Monday, 2 March 2015

Marital Satisfaction

Jason and I are both pretty passionate people, so over the last 5 and half years of marriage we've both intensely loved and intensely disliked one another.  Emotion has never  been in short supply, and while that meant our fights have been intense, it's also meant our love for one another has been deep and in abundance.

Last night, after Eliana went to bed, I stared across the room at Jason and for the first time didn't feel much at all.  Well, distant, disconnected, I suppose that's how I felt.  I started trying to figure out how it happened, it felt like just a few weeks ago our adoration for our daughter and the flood of visitors was leaving us both exhilirated and content to be surrounded by so much love.  So what is with this nothingness I feel?

It's like somehow between the end of my mat leave, keeping up with friends and family, the constant swapping between one of us at home with Eliana and the other at work I didn't even notice the bond between us start to drain away.  I've often envied people who's emotions are a little more level and steady than my own, but I must say it feels pretty awful, and scary, to feel nothing.

Suddenly I have this chart on marital satisfaction from one of my undergrad psych classes come to my mind: the steady rise during the beginning of marriage and then the slow decline to the zero line once kids come along, only to recover again if the couple makes it the 20 years that result in kids starting to move out.  That chart scared me then, and even more now.

If you're one of our parents, I wouldn't worry too much about us just yet, knowing Jason and I, we're likely to have a long, in depth conversation about this and come out the other end feeling closer and more committed to strengthening our marriage.  I write this because it's new, and scary, and one of those things that you're told will happen when you have kids, but that I don't really want to accept as inevitable.  I see this as one of the many moments where I am reminded that love is a choice, and I can choose to keep working on our bond, even when the emotions aren't there.  It's pretty easy to consistently pour out love on our daughter every moment she's awake, I'm biologically wired to do so, but in this new season I'm realizing that consistently pouring love into Jason requires more intention than it used to.  I guess that's why there's a consistent finding that marital happiness declines after children, it takes a lot more work, sacrifice, and choice to keep it up.

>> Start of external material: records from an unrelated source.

use super::types::{OperationProgress, OperationResult, ProgressUpdate};

/// Write side used by background workers.
///
/// All methods are no-ops once the operation has reached a terminal state.
pub trait ProgressReporter: Send + Sync {
    /// Returns `false` when the update was ignored
    fn report_progress(&self, update: ProgressUpdate) -> bool;

    fn report_error(&self, operation_id: &str, message: &str);

    fn report_completion(&self, operation_id: &str, result: OperationResult);
}

/// Read side used by pollers
pub trait ProgressQuery: Send + Sync {
    fn get(&self, operation_id: &str) -> Option<OperationProgress>;
}
use chrono::{DateTime, Utc};
use dashmap::DashMap;
use dashmap::mapref::entry::Entry;
use serde_json::Value;
use tokio_util::sync::CancellationToken;
use tracing::{debug, info, warn};
use uuid::Uuid;

use crate::config::OperationsConfig;
use super::key::OperationKey;
use super::reporter::{ProgressQuery, ProgressReporter};
use super::types::{
    OperationProgress, OperationResult, OperationStartResult, OperationStatus, ProgressUpdate,
};

/// How long finished operations remain queryable
#[derive(Debug, Clone, Copy)]
pub struct RetentionPolicy {
    pub ttl: chrono::Duration,
    pub max_retained: usize,
}

impl Default for RetentionPolicy {
    fn default() -> Self {
        Self {
            ttl: chrono::Duration::hours(1),
            max_retained: 1000,
        }
    }
}

impl RetentionPolicy {
    pub fn from_config(config: &OperationsConfig) -> Self {
        Self {
            ttl: chrono::Duration::seconds(config.retention_secs.min(u32::MAX as u64) as i64),
            max_retained: config.max_retained_operations,
        }
    }
}

struct OperationEntry {
    progress: OperationProgress,
    digest: String,
    cancel: CancellationToken,
}

/// In-memory table of operations plus the digest index used for deduplication.
///
/// Lock order is always `active_keys` then `operations`; no method holds an
/// `operations` guard while touching `active_keys`.
pub struct OperationRegistry {
    operations: DashMap<String, OperationEntry>,
    active_keys: DashMap<String, String>,
    retention: RetentionPolicy,
}

impl Default for OperationRegistry {
    fn default() -> Self {
        Self::new(RetentionPolicy::default())
    }
}

impl OperationRegistry {
    pub fn new(retention: RetentionPolicy) -> Self {
        Self {
            operations: DashMap::new(),
            active_keys: DashMap::new(),
            retention,
        }
    }

    /// Return the in-flight operation for `key`, or register a new Pending one.
    ///
    /// The check and the insert happen under the digest's entry lock, so
    /// concurrent callers with the same key agree on a single winner.
    pub fn start_with_deduplication(
        &self,
        key: &OperationKey,
        total_steps: u32,
        description: &str,
    ) -> OperationStartResult {
        self.evict_expired();
        let digest = key.digest();

        match self.active_keys.entry(digest.clone()) {
            Entry::Occupied(mut occupied) => {
                let existing_id = occupied.get().clone();
                let in_flight = self.operations.get(&existing_id).and_then(|entry| {
                    (!entry.progress.status.is_terminal()).then_some(entry.progress.total_steps)
                });

                if let Some(existing_total) = in_flight {
                    debug!("Joining in-flight operation {} for {}", existing_id, key.file_path());
                    return OperationStartResult {
                        operation_id: existing_id.clone(),
                        is_new_operation: false,
                        message: format!(
                            "An identical operation is already in progress ({})",
                            existing_id
                        ),
                        total_steps: existing_total,
                    };
                }

                let operation_id = self.insert_operation(key, digest, total_steps, description);
                debug!("Replacing stale mapping {} with {}", existing_id, operation_id);
                occupied.insert(operation_id.clone());
                self.started(operation_id, total_steps)
            }
            Entry::Vacant(vacant) => {
                let operation_id = self.insert_operation(key, digest, total_steps, description);
                vacant.insert(operation_id.clone());
                self.started(operation_id, total_steps)
            }
        }
    }

    fn insert_operation(
        &self,
        key: &OperationKey,
        digest: String,
        total_steps: u32,
        description: &str,
    ) -> String {
        let operation_id = Uuid::new_v4().to_string();
        let progress = OperationProgress::new(
            operation_id.clone(),
            key.operation_type().to_string(),
            total_steps,
            description.to_string(),
        );

        self.operations.insert(
            operation_id.clone(),
            OperationEntry {
                progress,
                digest,
                cancel: CancellationToken::new(),
            },
        );

        info!("Registered operation {} ({}, {} steps)", operation_id, key.operation_type(), total_steps);
        operation_id
    }

    fn started(&self, operation_id: String, total_steps: u32) -> OperationStartResult {
        OperationStartResult {
            message: format!("Operation {} started with {} steps", operation_id, total_steps),
            operation_id,
            is_new_operation: true,
            total_steps,
        }
    }

    /// Snapshot of every retained operation, oldest first
    pub fn list(&self) -> Vec<OperationProgress> {
        let mut all: Vec<_> = self
            .operations
            .iter()
            .map(|entry| entry.progress.clone())
            .collect();
        all.sort_by_key(|p| p.start_time);
        all
    }

    pub fn len(&self) -> usize {
        self.operations.len()
    }

    pub fn is_empty(&self) -> bool {
        self.operations.is_empty()
    }

    pub fn cancellation_token(&self, operation_id: &str) -> Option<CancellationToken> {
        self.operations.get(operation_id).map(|entry| entry.cancel.clone())
    }

    /// Signal cancellation; returns `false` for unknown or finished operations
    pub fn cancel(&self, operation_id: &str) -> bool {
        match self.operations.get(operation_id) {
            Some(entry) if !entry.progress.status.is_terminal() => {
                entry.cancel.cancel();
                info!("Cancellation requested for operation {}", operation_id);
                true
            }
            _ => false,
        }
    }

    /// Drop finished operations that fall outside the retention policy
    pub fn evict_expired(&self) -> usize {
        self.evict_at(Utc::now())
    }

    pub(crate) fn evict_at(&self, now: DateTime<Utc>) -> usize {
        let before = self.operations.len();
        let cutoff = now - self.retention.ttl;

        self.operations.retain(|_, entry| match entry.progress.end_time {
            Some(end) if entry.progress.status.is_terminal() => end > cutoff,
            _ => true,
        });

        let mut finished: Vec<(DateTime<Utc>, String)> = self
            .operations
            .iter()
            .filter(|entry| entry.progress.status.is_terminal())
            .filter_map(|entry| entry.progress.end_time.map(|end| (end, entry.key().clone())))
            .collect();

        if finished.len() > self.retention.max_retained {
            finished.sort();
            let excess = finished.len() - self.retention.max_retained;
            for (_, operation_id) in finished.into_iter().take(excess) {
                self.operations.remove(&operation_id);
            }
        }

        self.active_keys
            .retain(|_, operation_id| self.operations.contains_key(operation_id.as_str()));

        let evicted = before.saturating_sub(self.operations.len());
        if evicted > 0 {
            debug!("Evicted {} finished operations", evicted);
        }
        evicted
    }

    /// Apply a terminal transition and release the digest mapping
    fn finish<F>(&self, operation_id: &str, apply: F) -> bool
    where
        F: FnOnce(&mut OperationProgress),
    {
        let digest = {
            let Some(mut entry) = self.operations.get_mut(operation_id) else {
                warn!("Terminal report for unknown operation {}", operation_id);
                return false;
            };
            if entry.progress.status.is_terminal() {
                debug!("Operation {} already finished; ignoring terminal report", operation_id);
                return false;
            }

            apply(&mut entry.progress);
            entry.progress.end_time = Some(Utc::now());
            entry.progress.estimated_seconds_remaining = None;
            entry.digest.clone()
        };

        self.active_keys
            .remove_if(&digest, |_, mapped| mapped.as_str() == operation_id);
        true
    }
}

impl ProgressQuery for OperationRegistry {
    fn get(&self, operation_id: &str) -> Option<OperationProgress> {
        self.operations.get(operation_id).map(|entry| entry.progress.clone())
    }
}

impl ProgressReporter for OperationRegistry {
    fn report_progress(&self, update: ProgressUpdate) -> bool {
        let Some(mut entry) = self.operations.get_mut(&update.operation_id) else {
            warn!("Progress for unknown operation {}", update.operation_id);
            return false;
        };

        let progress = &mut entry.progress;
        if progress.status.is_terminal() {
            return false;
        }

        progress.status = OperationStatus::Running;
        progress.advance_to(update.current_step, update.total_steps);
        progress.current_operation = update.current_operation;
        progress.metadata.extend(update.metadata);
        progress.refresh_estimate(Utc::now());
        true
    }

    fn report_error(&self, operation_id: &str, message: &str) {
        let applied = self.finish(operation_id, |progress| {
            progress.status = OperationStatus::Failed;
            progress.error_message = Some(message.to_string());
        });

        if applied {
            warn!("Operation {} failed: {}", operation_id, message);
        }
    }

    fn report_completion(&self, operation_id: &str, result: OperationResult) {
        let success = result.success;
        let applied = self.finish(operation_id, |progress| {
            let total = progress.total_steps;
            progress.advance_to(total, total);
            progress.status = if result.success {
                OperationStatus::Completed
            } else {
                OperationStatus::Failed
            };
            if !result.success {
                progress.error_message = Some(result.message.clone());
            }
            progress
                .metadata
                .insert("resultMessage".to_string(), Value::String(result.message));
            progress.output_files = result.output_files;
        });

        if applied {
            info!("Operation {} finished (success: {})", operation_id, success);
        }
    }
}
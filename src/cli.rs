use clap::{Parser, Subcommand};
use std::path::PathBuf;

use crate::operations::{SplitOptions, SplitStrategy};

#[derive(Parser)]
#[command(author, version, about, long_about = None)]
pub struct Args {
    /// Enable verbose logging
    #[arg(short, long)]
    pub verbose: bool,

    /// Configuration file path
    #[arg(short, long)]
    pub config: Option<PathBuf>,

    #[command(subcommand)]
    pub command: Commands,
}

#[derive(Subcommand)]
pub enum Commands {
    /// Show duration, container format and chapters of a media file
    Info {
        /// Input media file
        #[arg(short, long)]
        input: PathBuf,
    },

    /// Split a media file by chapters or into fixed-length segments
    Split {
        /// Input media file
        #[arg(short, long)]
        input: PathBuf,

        /// Split at chapter boundaries
        #[arg(long, conflicts_with = "segment_seconds")]
        chapters: bool,

        /// Maximum segment length in seconds
        #[arg(short, long, required_unless_present = "chapters")]
        segment_seconds: Option<f64>,

        /// Output directory (defaults to the input's directory)
        #[arg(short, long)]
        output_dir: Option<PathBuf>,

        /// Output file prefix (defaults to the input's file stem)
        #[arg(short, long)]
        prefix: Option<String>,
    },

    /// Write the default configuration to a file
    InitConfig {
        /// Destination path
        #[arg(short, long, default_value = "mediaops.toml")]
        output: PathBuf,
    },
}

/// Resolve split flags into a strategy and naming options
pub fn split_request(
    chapters: bool,
    segment_seconds: Option<f64>,
    output_dir: Option<PathBuf>,
    prefix: Option<String>,
) -> (SplitStrategy, SplitOptions) {
    let strategy = match (chapters, segment_seconds) {
        (false, Some(max_segment_seconds)) => SplitStrategy::Duration { max_segment_seconds },
        _ => SplitStrategy::Chapters,
    };

    (
        strategy,
        SplitOptions {
            output_dir,
            file_prefix: prefix,
        },
    )
}
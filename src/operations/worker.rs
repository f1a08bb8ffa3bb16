use serde_json::Value;
use std::collections::BTreeMap;
use std::path::PathBuf;
use std::sync::Arc;
use tokio::fs;
use tokio_util::sync::CancellationToken;
use tracing::{info, warn, error};

use crate::error::{Result, MediaOpsError};
use crate::media::{StepExecutor, StepRequest};
use super::reporter::ProgressReporter;
use super::strategy::SplitStep;
use super::types::{OperationResult, ProgressUpdate};

/// Runs the planned steps of one split operation, in order, on its own task
pub struct SplitWorker {
    operation_id: String,
    source: PathBuf,
    steps: Vec<SplitStep>,
    executor: Arc<dyn StepExecutor>,
    reporter: Arc<dyn ProgressReporter>,
    cancel: CancellationToken,
}

impl SplitWorker {
    pub fn new(
        operation_id: String,
        source: PathBuf,
        steps: Vec<SplitStep>,
        executor: Arc<dyn StepExecutor>,
        reporter: Arc<dyn ProgressReporter>,
        cancel: CancellationToken,
    ) -> Self {
        Self {
            operation_id,
            source,
            steps,
            executor,
            reporter,
            cancel,
        }
    }

    /// Drive the operation to a terminal state
    pub async fn run(self) {
        info!(
            "Operation {} started: {} steps for {}",
            self.operation_id,
            self.steps.len(),
            self.source.display()
        );

        match self.execute_steps().await {
            Ok(result) => {
                info!("Operation {}: {}", self.operation_id, result.message);
                self.reporter.report_completion(&self.operation_id, result);
            }
            Err(e) => {
                error!("Operation {} aborted: {}", self.operation_id, e);
                self.reporter.report_error(&self.operation_id, &e.to_string());
            }
        }
    }

    async fn execute_steps(&self) -> Result<OperationResult> {
        let total = self.steps.len() as u32;
        let mut output_files: Vec<String> = Vec::new();

        for dir in self.output_dirs() {
            fs::create_dir_all(&dir).await?;
        }

        for step in &self.steps {
            if self.cancel.is_cancelled() {
                return Err(MediaOpsError::Cancelled);
            }

            let mut metadata = BTreeMap::new();
            metadata.insert("stepStart".to_string(), Value::from(step.start));
            metadata.insert("stepDuration".to_string(), Value::from(step.duration));
            metadata.insert(
                "stepOutput".to_string(),
                Value::String(step.output_path.display().to_string()),
            );

            self.reporter.report_progress(ProgressUpdate {
                operation_id: self.operation_id.clone(),
                current_step: step.index,
                total_steps: total,
                current_operation: step.description.clone(),
                metadata,
            });

            let request = StepRequest {
                source: self.source.clone(),
                start: step.start,
                duration: step.duration,
                output_path: step.output_path.clone(),
            };

            match self.executor.execute_step(&request, &self.cancel).await {
                Ok(outcome) if outcome.success => {
                    output_files.extend(
                        outcome
                            .output_files
                            .iter()
                            .map(|path| path.display().to_string()),
                    );
                }
                Ok(outcome) => {
                    warn!(
                        "Operation {}: step {}/{} failed, skipping: {}",
                        self.operation_id,
                        step.index,
                        total,
                        outcome.error.as_deref().unwrap_or("unknown error")
                    );
                }
                Err(MediaOpsError::Cancelled) => return Err(MediaOpsError::Cancelled),
                Err(e) => {
                    warn!(
                        "Operation {}: step {}/{} failed, skipping: {}",
                        self.operation_id, step.index, total, e
                    );
                }
            }
        }

        let success = !output_files.is_empty();
        let message = if success {
            format!("Split into {} file(s)", output_files.len())
        } else {
            "No output files were produced".to_string()
        };

        Ok(OperationResult {
            success,
            message,
            output_files,
        })
    }

    fn output_dirs(&self) -> Vec<PathBuf> {
        let mut dirs: Vec<PathBuf> = self
            .steps
            .iter()
            .filter_map(|step| step.output_path.parent().map(PathBuf::from))
            .filter(|dir| !dir.as_os_str().is_empty())
            .collect();
        dirs.dedup();
        dirs
    }
}
//! Fakes shared by unit tests.

use async_trait::async_trait;
use std::collections::HashSet;
use std::path::Path;
use std::sync::Mutex;
use std::sync::atomic::{AtomicUsize, Ordering};
use std::sync::Arc;
use tokio::sync::Semaphore;
use tokio_util::sync::CancellationToken;

use crate::error::{Result, MediaOpsError};
use crate::media::{Chapter, MediaMetadata, MetadataProbe, StepExecutor, StepOutcome, StepRequest};
use crate::operations::{OperationResult, ProgressReporter, ProgressUpdate};

/// Step executor that counts calls, can fail chosen calls, panic, or wait on a gate
#[derive(Default)]
pub struct FakeExecutor {
    calls: AtomicUsize,
    failing: HashSet<usize>,
    panic_on: Option<usize>,
    gate: Option<Arc<Semaphore>>,
    requests: Mutex<Vec<StepRequest>>,
}

impl FakeExecutor {
    /// Fail the given 1-based calls
    pub fn failing_on(calls: &[usize]) -> Self {
        Self {
            failing: calls.iter().copied().collect(),
            ..Default::default()
        }
    }

    pub fn panicking_on(call: usize) -> Self {
        Self {
            panic_on: Some(call),
            ..Default::default()
        }
    }

    /// Every step waits for one permit (or cancellation) before finishing
    pub fn with_gate(mut self, gate: Arc<Semaphore>) -> Self {
        self.gate = Some(gate);
        self
    }

    pub fn calls(&self) -> usize {
        self.calls.load(Ordering::SeqCst)
    }

    pub fn requests(&self) -> Vec<StepRequest> {
        self.requests.lock().unwrap().clone()
    }
}

#[async_trait]
impl StepExecutor for FakeExecutor {
    async fn execute_step(
        &self,
        request: &StepRequest,
        cancel: &CancellationToken,
    ) -> Result<StepOutcome> {
        let call = self.calls.fetch_add(1, Ordering::SeqCst) + 1;
        self.requests.lock().unwrap().push(request.clone());

        if let Some(gate) = &self.gate {
            tokio::select! {
                permit = gate.acquire() => permit.expect("gate closed").forget(),
                _ = cancel.cancelled() => return Err(MediaOpsError::Cancelled),
            }
        }

        if self.panic_on == Some(call) {
            panic!("executor crashed on call {}", call);
        }

        if self.failing.contains(&call) {
            return Ok(StepOutcome::failed(format!("call {} failed", call)));
        }

        Ok(StepOutcome::succeeded(request.output_path.clone()))
    }
}

/// Probe returning fixed metadata for any path
pub struct FakeProbe {
    metadata: MediaMetadata,
}

impl FakeProbe {
    pub fn with_duration(duration: f64) -> Self {
        Self {
            metadata: MediaMetadata {
                duration,
                chapters: Vec::new(),
                format_name: Some("mp4".to_string()),
                size: None,
            },
        }
    }

    pub fn with_chapters(titles: &[&str], chapter_seconds: f64) -> Self {
        let chapters: Vec<Chapter> = titles
            .iter()
            .enumerate()
            .map(|(i, title)| Chapter {
                index: i as u32 + 1,
                title: title.to_string(),
                start: i as f64 * chapter_seconds,
                end: (i + 1) as f64 * chapter_seconds,
            })
            .collect();

        Self {
            metadata: MediaMetadata {
                duration: titles.len() as f64 * chapter_seconds,
                chapters,
                format_name: Some("mp4".to_string()),
                size: None,
            },
        }
    }
}

#[async_trait]
impl MetadataProbe for FakeProbe {
    async fn probe(&self, _path: &Path) -> Result<MediaMetadata> {
        Ok(self.metadata.clone())
    }
}

/// Reporter that keeps every message it receives
#[derive(Default)]
pub struct RecordingReporter {
    updates: Mutex<Vec<ProgressUpdate>>,
    completion: Mutex<Option<OperationResult>>,
    error: Mutex<Option<String>>,
}

impl RecordingReporter {
    pub fn updates(&self) -> Vec<ProgressUpdate> {
        self.updates.lock().unwrap().clone()
    }

    pub fn completion(&self) -> Option<OperationResult> {
        self.completion.lock().unwrap().clone()
    }

    pub fn error(&self) -> Option<String> {
        self.error.lock().unwrap().clone()
    }
}

impl ProgressReporter for RecordingReporter {
    fn report_progress(&self, update: ProgressUpdate) -> bool {
        self.updates.lock().unwrap().push(update);
        true
    }

    fn report_error(&self, _operation_id: &str, message: &str) {
        *self.error.lock().unwrap() = Some(message.to_string());
    }

    fn report_completion(&self, _operation_id: &str, result: OperationResult) {
        *self.completion.lock().unwrap() = Some(result);
    }
}

/// Media file on disk the launcher can canonicalize
pub fn media_file(dir: &assert_fs::TempDir, name: &str) -> std::path::PathBuf {
    use assert_fs::prelude::*;

    let file = dir.child(name);
    file.write_binary(b"\x00\x00\x00\x18ftypmp42").unwrap();
    file.path().to_path_buf()
}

New parents have this bad reputation of "disappearing" from their social circles once they have a baby.  It's true, having a baby makes one want to stay close to home much more often, however, instead of working so hard to prove that stereotype wrong, I may need to embrace it a bit more as a means of spending more one on one time on my marriage.  So friends, beware, I may be becoming "one of those people" that can't do as much as I used to, so that I can keep our love running strong even when the feelings aren't there.